- _Given data_
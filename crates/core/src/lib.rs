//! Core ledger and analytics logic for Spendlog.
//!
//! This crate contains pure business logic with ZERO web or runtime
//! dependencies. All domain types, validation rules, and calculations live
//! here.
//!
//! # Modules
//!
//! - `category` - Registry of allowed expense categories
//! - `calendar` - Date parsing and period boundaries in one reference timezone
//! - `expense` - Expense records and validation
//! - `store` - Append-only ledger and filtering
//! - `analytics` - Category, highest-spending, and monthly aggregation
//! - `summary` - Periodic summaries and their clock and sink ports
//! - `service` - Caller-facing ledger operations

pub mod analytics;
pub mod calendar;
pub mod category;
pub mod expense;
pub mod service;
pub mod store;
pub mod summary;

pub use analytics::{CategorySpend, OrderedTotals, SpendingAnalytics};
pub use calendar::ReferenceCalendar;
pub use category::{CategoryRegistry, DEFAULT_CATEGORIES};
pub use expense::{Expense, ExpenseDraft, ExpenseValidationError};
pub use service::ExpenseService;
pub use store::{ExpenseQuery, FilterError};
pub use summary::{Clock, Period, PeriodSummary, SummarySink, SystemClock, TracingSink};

---

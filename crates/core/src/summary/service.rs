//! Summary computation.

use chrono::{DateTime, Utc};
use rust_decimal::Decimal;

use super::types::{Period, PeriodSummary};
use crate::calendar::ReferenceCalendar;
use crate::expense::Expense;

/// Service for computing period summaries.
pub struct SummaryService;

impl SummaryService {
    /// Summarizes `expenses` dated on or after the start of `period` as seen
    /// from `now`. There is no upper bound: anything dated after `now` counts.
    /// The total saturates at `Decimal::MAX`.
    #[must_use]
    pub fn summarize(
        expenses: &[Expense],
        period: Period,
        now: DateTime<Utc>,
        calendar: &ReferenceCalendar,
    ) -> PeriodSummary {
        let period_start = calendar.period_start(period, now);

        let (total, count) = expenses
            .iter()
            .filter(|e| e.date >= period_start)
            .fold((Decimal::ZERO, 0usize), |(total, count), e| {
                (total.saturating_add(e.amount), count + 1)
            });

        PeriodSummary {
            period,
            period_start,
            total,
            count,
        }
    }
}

- _What you are asked to do_
Out of the data above, set down the lines from the one with "filename crates/core/src/lib.rs" to the one with "records and validation", both included, exactly as written and with no additions.

- _Answer box_
filename crates/core/src/lib.rs
//! Core ledger and analytics logic for Spendlog.
//!
//! This crate contains pure business logic with ZERO web or runtime
//! dependencies. All domain types, validation rules, and calculations live
//! here.
//!
//! # Modules
//!
//! - `category` - Registry of allowed expense categories
//! - `calendar` - Date parsing and period boundaries in one reference timezone
//! - `expense` - Expense records and validation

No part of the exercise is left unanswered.